Sons of Confederate Veterans repairs four graves
Published 12:08 pm Thursday, October 23, 2014
Time has been cruel to Henry R. Allen’s memory.
Allen was barely out of boyhood when he was killed here, 500 miles from his home in Missouri. For untold years, the slab of stone at his gravesite — perhaps the only marker dedicated to the young Confederate private’s 18 years on this Earth — was broken and being swallowed by grass at Cedar Hill Cemetery.
On Wednesday morning, Allen’s gravestone and three others from the 19th century were repaired in an effort led by the local John C. Pemberton Camp of Sons of Confederate Veterans.
Allen’s grave was discovered broken from its base and flat on the ground; its edges long covered in grass.
“It looks a lot better than it did laying on the ground with lawnmowers running over it,” said Wayne McMaster, commander of the local SCV camp. “Although it was probably a lawnmower that took it down.”
Allen, a member of Company C of the 3rd Regiment, Missouri Infantry, was 18 when he was killed during the second Union assault on Vicksburg on May 22, 1863. He was one of five men from his regiment killed here in heavy fighting near Stockade Redan.
After his death someone — perhaps family members — placed a simple tombstone at his grave engraved with his name, age, death date, military unit and the words “killed at the Siege of Vicksburg.”
It’s unclear when the gravestone was placed, though it is unlikely a stone would have been erected for the private during the 47-day siege of the city.
“Unless we can find some history on it somewhere, it’s almost impossible to tell,” McMaster said.
Under city policy, tombstones are considered private property and the responsibility for repair of damaged stones falls on family members.
For people like Allen, who died so young and so far away from home, it’s unlikely any family member has visited in more than a century. Many other graves throughout the cemetery are in a state of disrepair with no ancestors alive or nearby to fix them.
SCV members take responsibility for graves of Confederate soldiers buried in Soldiers’ Rest and throughout the cemetery.
Wednesday’s repair job also extended to the stones of Jerry McKenna who died in 1888 and Jacob Weis who died in 1883. Neither man has a marker identifying them as a CSA soldier. The fourth stone repaired — J.G. Sparrow — displays a large CSA logo.
The repair process is tedious and requires shovels, clamps, wire brushes, and industrial epoxy, and plenty of bug spray to kill the unwanted creepy crawlers who live under neglected, broken tombstones.

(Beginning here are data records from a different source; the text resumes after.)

use crate::types::{BoundingBox, MeasureError, MeasureResult, Ring};
use geojson::{GeoJson, Geometry, Value};

/// Parse a raw GeoJSON string into a geometry.
///
/// Malformed JSON or a non-geometry document maps to `InvalidPolygon`;
/// callers turn that into a structured error payload, never a panic.
pub fn parse_geometry(raw: &str) -> MeasureResult<Geometry> {
    let geojson: GeoJson = raw.parse().map_err(|e| {
        log::debug!("GeoJSON parse failed: {}", e);
        MeasureError::InvalidPolygon
    })?;

    match geojson {
        GeoJson::Geometry(geometry) => Ok(geometry),
        _ => Err(MeasureError::InvalidPolygon),
    }
}

/// Validate GeoJSON polygon structure.
///
/// Valid iff the geometry is a `Polygon`, has at least one ring, and every
/// ring carries at least 4 coordinate pairs. Never panics on odd input.
pub fn validate(geometry: &Geometry) -> bool {
    match &geometry.value {
        Value::Polygon(rings) => !rings.is_empty() && rings.iter().all(|ring| ring.len() >= 4),
        _ => false,
    }
}

/// Extract the outer ring of a validated polygon as `[lon, lat]` pairs.
pub fn outer_ring(geometry: &Geometry) -> MeasureResult<Ring> {
    let rings = match &geometry.value {
        Value::Polygon(rings) => rings,
        _ => return Err(MeasureError::InvalidPolygon),
    };

    let outer = rings.first().ok_or(MeasureError::InvalidPolygon)?;
    let mut ring = Ring::with_capacity(outer.len());
    for position in outer {
        if position.len() < 2 {
            return Err(MeasureError::InvalidPolygon);
        }
        ring.push([position[0], position[1]]);
    }

    Ok(ring)
}

/// Geographic envelope of a ring
pub fn envelope(ring: &Ring) -> BoundingBox {
    let mut bbox = BoundingBox {
        min_lon: f64::INFINITY,
        max_lon: f64::NEG_INFINITY,
        min_lat: f64::INFINITY,
        max_lat: f64::NEG_INFINITY,
    };

    for &[lon, lat] in ring {
        bbox.min_lon = bbox.min_lon.min(lon);
        bbox.max_lon = bbox.max_lon.max(lon);
        bbox.min_lat = bbox.min_lat.min(lat);
        bbox.max_lat = bbox.max_lat.max(lat);
    }

    bbox
}

/// Vertex-mean centroid of a ring, ignoring the closing duplicate vertex.
///
/// Only used to select a UTM zone, so vertex-mean accuracy is sufficient.
pub fn centroid(ring: &Ring) -> (f64, f64) {
    let closed = ring.len() > 1 && ring.first() == ring.last();
    let vertices = if closed { &ring[..ring.len() - 1] } else { &ring[..] };

    if vertices.is_empty() {
        return (0.0, 0.0);
    }

    let n = vertices.len() as f64;
    let (sum_lon, sum_lat) = vertices
        .iter()
        .fold((0.0, 0.0), |(lon, lat), v| (lon + v[0], lat + v[1]));

    (sum_lon / n, sum_lat / n)
}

Neglected graves and ancestors are as old as the cemetery itself.
Some of the men who are buried near Soldiers’ Rest were Confederate soldiers who died at a veterans’ home known as the Confederate Annex, said SCV member Eddy Cresap, who assisted with the gravestone repair.
“When the old veterans died and their families didn’t come pick them up, that’s where they were buried generally,” Cresap said.
That’s not to say that family members of long-dead Confederates don’t visit the graves at Soldiers’ Rest or other dedicated Confederate plots in the cemetery.
“It’s early in the morning, but this is one of the few times I’ve been out here that someone didn’t come up hunting an ancestor,” Cresap said.
Soldiers’ Rest, which continues the graves Confederates killed during the Siege of Vicksburg, remains a major tourist attraction for people seeking a family connection to the war, McMaster said.
“This cemetery brings a lot of people to Vicksburg,” McMaster said.
Those visitors are getting views of broken tombstones and dead trees, John Bullard, who lives on Skyfarm Avenue near the cemetery, said during a recent public hearing on the cemetery.
Bullard presented the city with photos of tree stumps covered in poison ivy and trees that had been scarred by lawnmowers and weed trimmers.
“You give me six men with a pick-up truck and two chainsaws and it can be fixed in a day,” Bullard said. “It’s just not being done, and the whole area is like that.”